Apparently, the Stormfront message board got all agitated back in May about this new show, claiming that it was all about emasculating white men and subtly encouraging young white girls to lust after black boys. And while Bella follows the typical formula of most Nick and Disney sitcoms in which the main female protagonist is surrounded by goofy characters, the online bigots are convinced that this is all some plot of the Jews and the blacks to weaken white men so that Bella is all theirs.
This would have been just another funny trip down the clickhole of white supremacist Web searching, but the conspiracy grew, and grew and grew. It turns out that the show’s co-creator (a black man) also directed a movie called Cuckold—a film about a particular fetish involving white men who enjoy watching their wives have sex with black men. This fact convinced the white supremacist TV critics to pull out their PowerPoint apps and create a series of posts and pictures, not to mention hilarious hashtags like #niCUCKelodeon, proving once and for all that the show’s goal was to mongrelize the world through a silly sitcom. At this point, it came to the mainstream attention of Gawker, but rather than embarrass the whole Klannish lot, that only seemed to validate their belief that this was all some black/Jewish conspiracy.
There is a lesson here for black folks to learn about ourselves and the convoluted mindset of white supremacists. Unlike these supremacists, unable to reconcile that they still live in a society where whites hold a majority of the wealth and the power, black folks are often justified in our paranoia, thanks to a lengthy history of white violence, abuse and discrimination against African Americans. When it comes to popular culture, we are in a constant battle to retain our dignity and humanity in the face of movies and shows that have spent 100 years portraying us as stupid, lazy, cowardly, sex-crazed or just insanely deferential to white characters.
The problems with shows like Scandal are obvious, but even at the kid level, you could get nitpicky. In True Jackson VP, the Nick show that launched Keke Palmer’s career, over the four seasons it was on the air, every love interest was a white boy. Even worse, the only black man on the show who wasn’t a relative was her subtly effeminate office assistant. The conspiracy-minded could also surmise that Lab Rats is really about the white man marrying a single black mother and forcing her black son to babysit his Übermensch, bionically perfect white stepsiblings.
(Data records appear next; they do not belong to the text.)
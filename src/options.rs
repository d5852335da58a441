//! Game configuration options.

/// Score at which the dealer stops drawing.
pub const DEALER_STANDS_ON: u8 = 17;

/// Highest stand threshold a table accepts.
const MAX_STANDS_ON: u8 = 21;

/// Configuration options for a blackjack game.
///
/// Use the builder pattern to customize options:
///
/// ```
/// use bjcore::GameOptions;
///
/// let options = GameOptions::default()
///     .with_dealer_stands_on(18)
///     .with_dealer_plays_out(true);
/// ```
#[derive(Debug, Clone, Copy, PartialEq, Eq, Hash)]
pub struct GameOptions {
    /// Dealer score at or above which the dealer stops drawing.
    pub dealer_stands_on: u8,
    /// Whether standing runs the dealer's whole draw loop instead of
    /// a single draw.
    pub dealer_plays_out: bool,
}

impl Default for GameOptions {
    fn default() -> Self {
        Self {
            dealer_stands_on: DEALER_STANDS_ON,
            dealer_plays_out: false,
        }
    }
}

impl GameOptions {
    /// Sets the dealer's stand threshold.
    ///
    /// Values above 21 are clamped to 21.
    ///
    /// # Example
    ///
    /// ```
    /// use bjcore::GameOptions;
    ///
    /// let options = GameOptions::default().with_dealer_stands_on(16);
    /// assert_eq!(options.dealer_stands_on, 16);
    ///
    /// let clamped = GameOptions::default().with_dealer_stands_on(30);
    /// assert_eq!(clamped.dealer_stands_on, 21);
    /// ```
    #[must_use]
    pub const fn with_dealer_stands_on(mut self, score: u8) -> Self {
        self.dealer_stands_on = if score > MAX_STANDS_ON {
            MAX_STANDS_ON
        } else {
            score
        };
        self
    }

    /// Sets whether standing plays out the dealer's hand in full.
    ///
    /// # Example
    ///
    /// ```
    /// use bjcore::GameOptions;
    ///
    /// let options = GameOptions::default().with_dealer_plays_out(true);
    /// assert!(options.dealer_plays_out);
    /// ```
    #[must_use]
    pub const fn with_dealer_plays_out(mut self, plays_out: bool) -> Self {
        self.dealer_plays_out = plays_out;
        self
    }
}
//! Game outcome type.

use core::fmt;

/// Outcome of a game.
#[derive(Debug, Clone, Copy, PartialEq, Eq, Hash)]
pub enum GameResult {
    /// Player wins (dealer busts or player has the higher score).
    PlayerWin,
    /// Dealer wins (player busts or dealer has the higher score).
    DealerWin,
    /// Push (tie).
    Draw,
    /// The game has not concluded.
    NoResult,
}

impl GameResult {
    /// Returns whether the game has a winner or a push.
    #[must_use]
    pub const fn is_decided(self) -> bool {
        !matches!(self, Self::NoResult)
    }
}

impl fmt::Display for GameResult {
    fn fmt(&self, f: &mut fmt::Formatter<'_>) -> fmt::Result {
        let tag = match self {
            Self::PlayerWin => "player_win",
            Self::DealerWin => "dealer_win",
            Self::Draw => "draw",
            Self::NoResult => "no_result",
        };
        f.write_str(tag)
    }
}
On The Haunted Hathaways, the only reason a marriage between a white woman and a black man works is that he’s dead (literally) and a jazz singer? See, it’s easy to find a hidden anti-black racial agenda in just about every program. And to be honest with you, the premises and occasional plots of these shows are a heckuva lot more worrisome than anything these neo-Nazis are squawking about.
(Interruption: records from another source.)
//! Error types for game operations.

use thiserror::Error;

/// Errors that can occur when drawing from a deck.
#[derive(Debug, Clone, Copy, PartialEq, Eq, Error)]
pub enum DrawError {
    /// The deck has no cards left.
    #[error("no cards left in the deck")]
    EmptyDeck,
}

/// Errors that can occur during dealing.
#[derive(Debug, Clone, Copy, PartialEq, Eq, Error)]
pub enum DealError {
    /// Not enough cards in the deck for the opening hands.
    #[error("not enough cards in the deck")]
    NotEnoughCards,
}

impl From<DrawError> for DealError {
    fn from(err: DrawError) -> Self {
        match err {
            DrawError::EmptyDeck => Self::NotEnoughCards,
        }
    }
}

/// Errors that can occur during player actions.
#[derive(Debug, Clone, Copy, PartialEq, Eq, Error)]
pub enum ActionError {
    /// It is not the player's turn.
    #[error("invalid game state for this action")]
    InvalidState,
    /// No cards left in the deck.
    #[error("no cards left in the deck")]
    NoCards,
}

impl From<DrawError> for ActionError {
    fn from(err: DrawError) -> Self {
        match err {
            DrawError::EmptyDeck => Self::NoCards,
        }
    }
}

/// Errors that can occur while the dealer plays out their hand.
#[derive(Debug, Clone, Copy, PartialEq, Eq, Error)]
pub enum DealerError {
    /// It is not the dealer's turn.
    #[error("invalid game state for dealer play")]
    InvalidState,
    /// No cards left in the deck.
    #[error("no cards left in the deck")]
    NoCards,
}

impl From<DrawError> for DealerError {
    fn from(err: DrawError) -> Self {
        match err {
            DrawError::EmptyDeck => Self::NoCards,
        }
    }
}

impl From<DealerError> for ActionError {
    fn from(err: DealerError) -> Self {
        match err {
            DealerError::InvalidState => Self::InvalidState,
            DealerError::NoCards => Self::NoCards,
        }
    }
}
The catch is that white racist paranoia is not really about facts or history or even real examples; it’s about fear. White racists have always feared that one day, somehow, some way, black folks are finally gonna get angry and seek retribution for all the abuse white supremacy has caused. This is despite the fact that African Americans have never shown a collective interest in getting “revenge” on white folks, no matter how terrible the behavior; just ask those folks in Charleston, S.C.
So white racists can rant for pages and pages online about how Bella and the Bulldogs promotes cuckolding of white men because deep down they’ve watched for decades how black women have been casually thrown into bed with white men in movies, art and on television, and they’re terrified of ever being put in that position culturally. White bigots are like a cheating husband: No matter how much he’s been forgiven, he’s wracked by paranoia that his wife’s gonna get him back. The catch is, we black folks are so busy just trying to get on television and create positive images of ourselves that no one has time to try to emasculate white men on scripted TV.
But despite this bizarre backlash against a kids show, you should take time to peek at Bella and the Bulldogs some lazy Saturday afternoon. It’ll remind you of just how far television has progressed in the last 20 years, and how even the slightest, most innocent depiction of interracial interaction among kids is still met with anger and resistance from certain segments of white America. And that should remind us to never back down and never shy away from demanding that our own depictions continue to grow and represent the diversity of African-American life. Because there are certainly people out there dedicated to stopping every step of our progress, lest it one day blow back on them.
Jason Johnson, political editor at The Root, is a professor of political science at Morgan State’s School of Global Journalism and Communication and is a frequent guest on MSNBC, CNN, Al-Jazeera International, Fox Business News and SiriusXM Satellite Radio. Follow him on Twitter.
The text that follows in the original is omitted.